What MWWPR has noticed monitoring the brand’s social universe and the conversation surrounding the Big Baller AND Ball Brand is that there has been a significant shift in strategy as we arrive at the eve of the NBA Draft. Various NBA trades and an ESPN Sports Science segment where Lonzo showcased how he could thread a pass through the window of a Cadillac car moving 10 mph helped his net sentiment reach its top score, moving attention toward draft position, rather than shoes, which should have been the initial strategy. A Footlocker Father’s Day commercial showcasing more of his personality was well received by the public and certainly aided in a rise in positive sentiment.
What Dad has done can easily be criticized, but his actions recently could also turn out to be marketing gold. Whether it was calculated and a strategy deployed intended to generate the results it has received is debatable … Has LaVar cut off Lonzo’s nose despite his equitable-brand-face before he even plays in a pre-season game? It’s a gamble: Launch your own socio-economic-polarizing brand and if he’s good, things could go great. Struggle on the court, and it could be a very short brand-building effort.

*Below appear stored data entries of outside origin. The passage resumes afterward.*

use axum::{
    http::StatusCode,
    response::{IntoResponse, Response},
    Json,
};
use thiserror::Error;
use validator::{ValidationErrors, ValidationErrorsKind};

use crate::shared::types::ApiResponse;

#[derive(Debug, Error)]
pub enum AppError {
    #[error("Database error: {0}")]
    Database(#[from] sqlx::Error),

    #[error("Not found: {0}")]
    NotFound(String),

    /// A single user-facing message, shown verbatim
    #[error("Validation error: {0}")]
    Validation(String),

    /// One message per rejected form field
    #[error("Validation error: {}", .0.join("; "))]
    InvalidFields(Vec<String>),

    #[error("Bad request: {0}")]
    BadRequest(String),

    #[error("Payload too large: {0}")]
    PayloadTooLarge(String),

    #[error("Internal server error: {0}")]
    Internal(String),

    #[error("Authentication error: {0}")]
    Auth(String),

    #[error("Unauthorized: {0}")]
    Unauthorized(String),

    #[error("Forbidden: {0}")]
    Forbidden(String),
}

fn collect_messages(errors: &ValidationErrors, prefix: &str, out: &mut Vec<String>) {
    let mut fields: Vec<_> = errors.errors().iter().collect();
    fields.sort_by_key(|(field, _)| field.to_string());

    for (field, kind) in fields {
        let path = if prefix.is_empty() {
            field.to_string()
        } else {
            format!("{}.{}", prefix, field)
        };
        match kind {
            ValidationErrorsKind::Field(errs) => {
                out.extend(errs.iter().map(|e| match &e.message {
                    Some(msg) => msg.to_string(),
                    None => format!("{} is invalid ({})", path, e.code),
                }));
            }
            ValidationErrorsKind::Struct(inner) => collect_messages(inner, &path, out),
            ValidationErrorsKind::List(items) => {
                for (idx, inner) in items {
                    collect_messages(inner, &format!("{}[{}]", path, idx), out);
                }
            }
        }
    }
}

impl From<ValidationErrors> for AppError {
    fn from(errors: ValidationErrors) -> Self {
        let mut messages = Vec::new();
        collect_messages(&errors, "", &mut messages);
        AppError::InvalidFields(messages)
    }
}

impl IntoResponse for AppError {
    fn into_response(self) -> Response {
        let (status, message, errors) = match self {
            AppError::Database(ref e) => {
                tracing::error!("Database error: {:?}", e);
                (
                    StatusCode::INTERNAL_SERVER_ERROR,
                    "Database error occurred".to_string(),
                    None,
                )
            }
            AppError::NotFound(ref msg) => (StatusCode::NOT_FOUND, msg.clone(), None),
            AppError::Validation(ref msg) => (
                StatusCode::BAD_REQUEST,
                msg.clone(),
                Some(vec![msg.clone()]),
            ),
            AppError::InvalidFields(messages) => {
                (StatusCode::BAD_REQUEST, messages.join("; "), Some(messages))
            }
            AppError::BadRequest(ref msg) => (StatusCode::BAD_REQUEST, msg.clone(), None),
            AppError::PayloadTooLarge(ref msg) => {
                (StatusCode::PAYLOAD_TOO_LARGE, msg.clone(), None)
            }
            AppError::Internal(ref msg) => {
                tracing::error!("Internal error: {}", msg);
                (
                    StatusCode::INTERNAL_SERVER_ERROR,
                    "Internal server error".to_string(),
                    None,
                )
            }
            AppError::Auth(ref msg) => (StatusCode::UNAUTHORIZED, msg.clone(), None),
            AppError::Unauthorized(ref msg) => (StatusCode::UNAUTHORIZED, msg.clone(), None),
            AppError::Forbidden(ref msg) => (StatusCode::FORBIDDEN, msg.clone(), None),
        };

        let body = Json(ApiResponse::<()>::error(Some(message), errors));

        (status, body).into_response()
    }
}

pub type Result<T> = std::result::Result<T, AppError>;
pub mod geo_handler;

pub use geo_handler::*;
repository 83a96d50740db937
use async_trait::async_trait;
use chrono::{DateTime, Utc};
use sqlx::PgPool;

use crate::core::error::{AppError, Result};
use crate::features::reports::models::{AttachedFile, NewAttachment, ReportFields, SpillReport};

use super::ReportRepository;

const REPORT_COLUMNS: &str = r#"
    id, last_updated, recorded_by, user_id,
    report_num, report_name, update_text, report_date, report_timezone,
    spill_date, spill_timezone, name_reporter, phone_reporter, email_reporter,
    coordinate_type, coordinates, latitude, longitude, location_description,
    pollutant, pollutant_details, quantity, quantity_units, colour_odour,
    origin, weather, situation_info, response_activated,
    vessel_name, call_sign, vessel_length, vessel_type, owner_agent, vessel_additional_info,
    ccg_duty_officer, tc_marine_safety, vancouver_hm, area_mcts_centre,
    dfo_public_affairs, roc_officer,
    er_region, fleet_tasking, station_or_ship, unit, severity
"#;

/// PostgreSQL store for spill reports
pub struct PgReportRepository {
    pool: PgPool,
}

impl PgReportRepository {
    pub fn new(pool: PgPool) -> Self {
        Self { pool }
    }
}

#[async_trait]
impl ReportRepository for PgReportRepository {
    async fn next_report_sequence(&self) -> Result<i64> {
        sqlx::query_scalar::<_, i64>("SELECT nextval('polrep_num')")
            .fetch_one(&self.pool)
            .await
            .map_err(|e| {
                tracing::error!("Failed to get next report number: {:?}", e);
                AppError::Database(e)
            })
    }

    async fn insert_version(
        &self,
        last_updated: DateTime<Utc>,
        fields: &ReportFields,
    ) -> Result<SpillReport> {
        let sql = format!(
            r#"
            INSERT INTO spill_reports (
                last_updated, recorded_by, user_id,
                report_num, report_name, update_text, report_date, report_timezone,
                spill_date, spill_timezone, name_reporter, phone_reporter, email_reporter,
                coordinate_type, coordinates, latitude, longitude, location_description,
                pollutant, pollutant_details, quantity, quantity_units, colour_odour,
                origin, weather, situation_info, response_activated,
                vessel_name, call_sign, vessel_length, vessel_type, owner_agent, vessel_additional_info,
                ccg_duty_officer, tc_marine_safety, vancouver_hm, area_mcts_centre,
                dfo_public_affairs, roc_officer,
                er_region, fleet_tasking, station_or_ship, unit, severity
            )
            VALUES (
                $1, $2, $3,
                $4, $5, $6, $7, $8,
                $9, $10, $11, $12, $13,
                $14, $15, $16, $17, $18,
                $19, $20, $21, $22, $23,
                $24, $25, $26, $27,
                $28, $29, $30, $31, $32, $33,
                $34, $35, $36, $37,
                $38, $39,
                $40, $41, $42, $43, $44
            )
            RETURNING {}
            "#,
            REPORT_COLUMNS
        );

        let report = sqlx::query_as::<_, SpillReport>(&sql)
            .bind(last_updated)
            .bind(&fields.recorded_by)
            .bind(fields.user_id)
            .bind(&fields.report_num)
            .bind(&fields.report_name)
            .bind(&fields.update_text)
            .bind(fields.report_date)
            .bind(&fields.report_timezone)
            .bind(fields.spill_date)
            .bind(&fields.spill_timezone)
            .bind(&fields.name_reporter)
            .bind(&fields.phone_reporter)
            .bind(&fields.email_reporter)
            .bind(&fields.coordinate_type)
            .bind(&fields.coordinates)
            .bind(fields.latitude)
            .bind(fields.longitude)
            .bind(&fields.location_description)
            .bind(&fields.pollutant)
            .bind(&fields.pollutant_details)
            .bind(&fields.quantity)
            .bind(&fields.quantity_units)
            .bind(&fields.colour_odour)
            .bind(&fields.origin)
            .bind(&fields.weather)
            .bind(&fields.situation_info)
            .bind(&fields.response_activated)
            .bind(&fields.vessel_name)
            .bind(&fields.call_sign)
            .bind(&fields.vessel_length)
            .bind(&fields.vessel_type)
            .bind(&fields.owner_agent)
            .bind(&fields.vessel_additional_info)
            .bind(&fields.ccg_duty_officer)
            .bind(&fields.tc_marine_safety)
            .bind(&fields.vancouver_hm)
            .bind(&fields.area_mcts_centre)
            .bind(&fields.dfo_public_affairs)
            .bind(&fields.roc_officer)
            .bind(&fields.er_region)
            .bind(&fields.fleet_tasking)
            .bind(&fields.station_or_ship)
            .bind(&fields.unit)
            .bind(fields.severity)
            .fetch_one(&self.pool)
            .await
            .map_err(|e| {
                tracing::error!(
                    "Failed to insert version of report {}: {:?}",
                    fields.report_num,
                    e
                );
                AppError::Database(e)
            })?;

        Ok(report)
    }

    async fn latest_versions(
        &self,
        report_num: &str,
        at: Option<DateTime<Utc>>,
        limit: i64,
    ) -> Result<Vec<SpillReport>> {
        let sql = format!(
            r#"
            SELECT {}
            FROM spill_reports
            WHERE report_num = $1
              AND ($2::timestamptz IS NULL OR last_updated <= $2)
            ORDER BY last_updated DESC, id DESC
            LIMIT $3
            "#,
            REPORT_COLUMNS
        );

        let reports = sqlx::query_as::<_, SpillReport>(&sql)
            .bind(report_num)
            .bind(at)
            .bind(limit)
            .fetch_all(&self.pool)
            .await?;

        Ok(reports)
    }

    async fn count_versions(&self, report_num: &str) -> Result<i64> {
        let count = sqlx::query_scalar::<_, i64>(
            "SELECT COUNT(*) FROM spill_reports WHERE report_num = $1",
        )
        .bind(report_num)
        .fetch_one(&self.pool)
        .await?;

        Ok(count)
    }

    async fn all_versions(&self) -> Result<Vec<SpillReport>> {
        let sql = format!("SELECT {} FROM spill_reports ORDER BY id", REPORT_COLUMNS);
        let reports = sqlx::query_as::<_, SpillReport>(&sql)
            .fetch_all(&self.pool)
            .await?;

        Ok(reports)
    }

    async fn version_timestamps(&self, report_num: &str) -> Result<Vec<DateTime<Utc>>> {
        let timestamps = sqlx::query_scalar::<_, DateTime<Utc>>(
            r#"
            SELECT last_updated
            FROM spill_reports
            WHERE report_num = $1
            ORDER BY last_updated DESC, id DESC
            "#,
        )
        .bind(report_num)
        .fetch_all(&self.pool)
        .await?;

        Ok(timestamps)
    }

    async fn refresh_report_map(&self, report_num: &str) -> Result<()> {
        let mut tx = self.pool.begin().await?;

        sqlx::query("DELETE FROM report_map WHERE report_num = $1")
            .bind(report_num)
            .execute(&mut *tx)
            .await?;

        sqlx::query(
            r#"
            INSERT INTO report_map (
                report_num, report_name, pollutant, quantity, quantity_units,
                latitude, longitude, last_updated
            )
            SELECT report_num, report_name, pollutant, quantity, quantity_units,
                   latitude, longitude, last_updated
            FROM report_map_view
            WHERE report_num = $1
            "#,
        )
        .bind(report_num)
        .execute(&mut *tx)
        .await?;

        tx.commit().await?;
        tracing::debug!("Refreshed map row for report {}", report_num);
        Ok(())
    }

    async fn insert_attachments(&self, attachments: &[NewAttachment]) -> Result<()> {
        let mut tx = self.pool.begin().await?;

        for attachment in attachments {
            sqlx::query("INSERT INTO attachments (report_num, filename, type) VALUES ($1, $2, $3)")
                .bind(&attachment.report_num)
                .bind(&attachment.filename)
                .bind(&attachment.file_type)
                .execute(&mut *tx)
                .await?;
        }

        tx.commit().await?;
        Ok(())
    }

    async fn list_attachments(&self, report_num: &str) -> Result<Vec<AttachedFile>> {
        let attachments = sqlx::query_as::<_, AttachedFile>(
            r#"
            SELECT id, report_num, filename, type
            FROM attachments
            WHERE report_num = $1
            ORDER BY id
            "#,
        )
        .bind(report_num)
        .fetch_all(&self.pool)
        .await?;

        Ok(attachments)
    }

    async fn find_staff_name(&self, user_id: i32) -> Result<Option<String>> {
        let name = sqlx::query_scalar::<_, Option<String>>(
            "SELECT staff_name FROM users WHERE id = $1",
        )
        .bind(user_id)
        .fetch_optional(&self.pool)
        .await?;

        Ok(name.flatten())
    }
}
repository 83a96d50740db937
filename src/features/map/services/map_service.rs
use sqlx::PgPool;

use crate::core::error::{AppError, Result};
use crate::features::map::dtos::{BoundingBoxQuery, MapReportDto};

/// Reads the per-report map rows kept fresh by report saves
pub struct MapService {
    pool: PgPool,
}

impl MapService {
    pub fn new(pool: PgPool) -> Self {
        Self { pool }
    }

    /// Reports whose point lies inside the box, most recently updated first
    pub async fn reports_in_bbox(&self, bbox: &BoundingBoxQuery) -> Result<Vec<MapReportDto>> {
        bbox.check()?;

        let reports = sqlx::query_as::<_, MapReportDto>(
            r#"
            SELECT report_num, report_name, pollutant, quantity, quantity_units,
                   latitude, longitude
            FROM report_map
            WHERE longitude BETWEEN $1 AND $3
              AND latitude BETWEEN $2 AND $4
            ORDER BY last_updated DESC
            "#,
        )
        .bind(bbox.lon_min)
        .bind(bbox.lat_min)
        .bind(bbox.lon_max)
        .bind(bbox.lat_max)
        .fetch_all(&self.pool)
        .await
        .map_err(|e| {
            tracing::error!("Failed to query map reports: {:?}", e);
            AppError::Database(e)
        })?;

        tracing::debug!("{} reports inside {:?}", reports.len(), bbox);
        Ok(reports)
    }
}
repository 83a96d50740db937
mod mailer;
mod mailing_list_store;
mod notification_service;

pub use mailer::build_mailer;
pub use mailing_list_store::MailingListStore;
pub use notification_service::NotificationService;
mod map_dto;

pub use map_dto::*;
pub mod dtos;
pub mod handlers;
pub mod routes;
pub mod services;

pub use services::MapService;
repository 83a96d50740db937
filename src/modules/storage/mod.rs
//! Storage module for report attachments
//!
//! Uploads are staged in a shared folder until the report they belong to is
//! saved, then moved into a folder named after the report number.

mod local_storage;

pub use local_storage::{LocalStorage, StagedFile};
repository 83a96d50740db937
// =============================================================================
// TIMESTAMP FORMATS
// =============================================================================

/// Human readable timestamp, also used in spreadsheet exports
pub const DISPLAY_DATE_FMT: &str = "%Y-%m-%d %H:%M:%S";

/// URL and filename safe version key
pub const FILESAFE_TIMESTAMP: &str = "%Y%m%d-%H%M%S";

/// Value format of an HTML `datetime-local` input
pub const HTML_TIMESTAMP: &str = "%Y-%m-%dT%H:%M";

/// Coast Guard display convention (24h, no colon)
pub const CCG_DISPLAY_FMT: &str = "%Y-%m-%d %H%M";

// =============================================================================
// ATTACHMENTS
// =============================================================================

pub const IMAGE_FORMATS: &[&str] = &["jpg", "jpeg", "tif", "tiff", "png"];

pub const DOCUMENT_FORMATS: &[&str] = &["doc", "docx", "pdf"];

/// Maximum size of a single uploaded attachment
pub const MAX_ATTACHMENT_SIZE: usize = 20 * 1024 * 1024;

pub fn is_image_extension(extension: &str) -> bool {
    IMAGE_FORMATS.contains(&extension)
}

pub fn is_allowed_extension(extension: &str) -> bool {
    is_image_extension(extension) || DOCUMENT_FORMATS.contains(&extension)
}

// =============================================================================
// REPORTS
// =============================================================================

/// Marker shown in a diff when the previous value was null or blank
pub const EMPTY_MARKER: &str = "(empty)";

/// Mailing list that receives every report update
pub const DEFAULT_MAILING_LIST: &str = "MAIL_LIST_DEFAULT";

// =============================================================================
// ROLE CONSTANTS
// =============================================================================

/// Administrator - manages users and mailing lists
pub const ROLE_ADMIN: &str = "admin";

/// Staff user - creates and updates reports
pub const ROLE_USER: &str = "user";

/// Observer - read-only access
pub const ROLE_OBSERVER: &str = "observer";

/// Pseudo role used by the admin screen for deactivated accounts
pub const ACCESS_NOLOGIN: &str = "nologin";

// =============================================================================
// NOTIFICATION CONSTANTS
// =============================================================================

/// Upper bound on a single mail relay request, connect included
pub const MAIL_RELAY_TIMEOUT_SECS: u64 = 10;
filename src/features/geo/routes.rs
use axum::{routing::post, Router};

use crate::features::geo::handlers;

/// Coordinate conversion helpers used by the report form
pub fn routes() -> Router {
    Router::new()
        .route("/api/geo/latlon_to_coords", post(handlers::latlon_to_coords))
        .route("/api/geo/chk_coordinates", post(handlers::chk_coordinates))
}
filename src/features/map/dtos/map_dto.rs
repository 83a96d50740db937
use serde::{Deserialize, Serialize};
use sqlx::FromRow;
use utoipa::{IntoParams, ToSchema};

use crate::core::error::AppError;

/// Visible map area in decimal degrees
#[derive(Debug, Clone, Copy, Deserialize, IntoParams)]
#[into_params(parameter_in = Query)]
pub struct BoundingBoxQuery {
    #[param(example = -125.0)]
    pub lon_min: f64,
    #[param(example = 48.0)]
    pub lat_min: f64,
    #[param(example = -122.0)]
    pub lon_max: f64,
    #[param(example = 50.5)]
    pub lat_max: f64,
}

impl BoundingBoxQuery {
    pub fn check(&self) -> Result<(), AppError> {
        let values = [self.lon_min, self.lat_min, self.lon_max, self.lat_max];
        if values.iter().any(|v| !v.is_finite()) {
            return Err(AppError::Validation(
                "Bounding box values must be finite numbers".to_string(),
            ));
        }
        if self.lon_min > self.lon_max || self.lat_min > self.lat_max {
            return Err(AppError::Validation(
                "Bounding box minimum must not exceed maximum".to_string(),
            ));
        }
        Ok(())
    }
}

/// Latest located version of a report, as drawn on the map
#[derive(Debug, Clone, PartialEq, FromRow, Serialize, Deserialize, ToSchema)]
pub struct MapReportDto {
    pub report_num: String,
    pub report_name: Option<String>,
    pub pollutant: Option<String>,
    pub quantity: Option<String>,
    pub quantity_units: Option<String>,
    pub latitude: f64,
    pub longitude: f64,
}

#[cfg(test)]
mod tests {
    use super::*;

    fn bbox(lon_min: f64, lat_min: f64, lon_max: f64, lat_max: f64) -> BoundingBoxQuery {
        BoundingBoxQuery {
            lon_min,
            lat_min,
            lon_max,
            lat_max,
        }
    }

    #[test]
    fn test_check_bounds() {
        assert!(bbox(-125.0, 48.0, -122.0, 50.5).check().is_ok());
        assert!(bbox(-123.0, 49.0, -123.0, 49.0).check().is_ok());
        assert!(matches!(
            bbox(-122.0, 48.0, -125.0, 50.5).check(),
            Err(AppError::Validation(_))
        ));
        assert!(matches!(
            bbox(f64::NAN, 48.0, -122.0, 50.5).check(),
            Err(AppError::Validation(_))
        ));
        assert!(bbox(-125.0, 48.0, f64::INFINITY, 50.5).check().is_err());
    }
}
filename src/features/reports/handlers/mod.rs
pub mod report_handler;

pub use report_handler::*;
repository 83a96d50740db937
pub mod dtos;
pub mod handlers;
pub mod models;
pub mod repository;
pub mod routes;
pub mod services;

pub use repository::PgReportRepository;
pub use services::ReportService;
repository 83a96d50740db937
pub mod config;
pub mod database;
pub mod error;
pub mod extractor;
pub mod middleware;
pub mod openapi;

Consumers, analysts, alike have weighed in heavily on the differentiating approach Dad has taken. The risk of making big pronouncements puts a bigger potential – and unnecessary – target on your back. In effect, creating your own reputational crisis should the brand or the player not succeed. It’s a risk that could be easily avoided, but the more attention on the way up, means more attention should you fall.
According to social analytics, there isn’t even a clear target. When you look at traditional demographic age groups, less than 13% of those participating in the Big Baller Brand conversation are 18-and-under, seemingly a priority target for the brand is less-than-engaged.
The question is, does a company want an employee like LaVar Ball driving brand perception and negative connotations before the athlete’s performance on the court has had a chance to make the sale? The Ball family story is a unique blend of brand building, product launch, crisis preparation and management and not in the order that more experienced marketers may have recommended. Time will tell, but the road has been a bumpy one for the ZO2 thus far. A lot of self-promotion, a ton of engagement, a lot of impressions, a lot of activity, and questionable impact illustrates that not all press is good press, and certainly not effective.
The future is unknown and the storyline of the next 48 hours will set the stage for an intriguing “Big Baller” case study.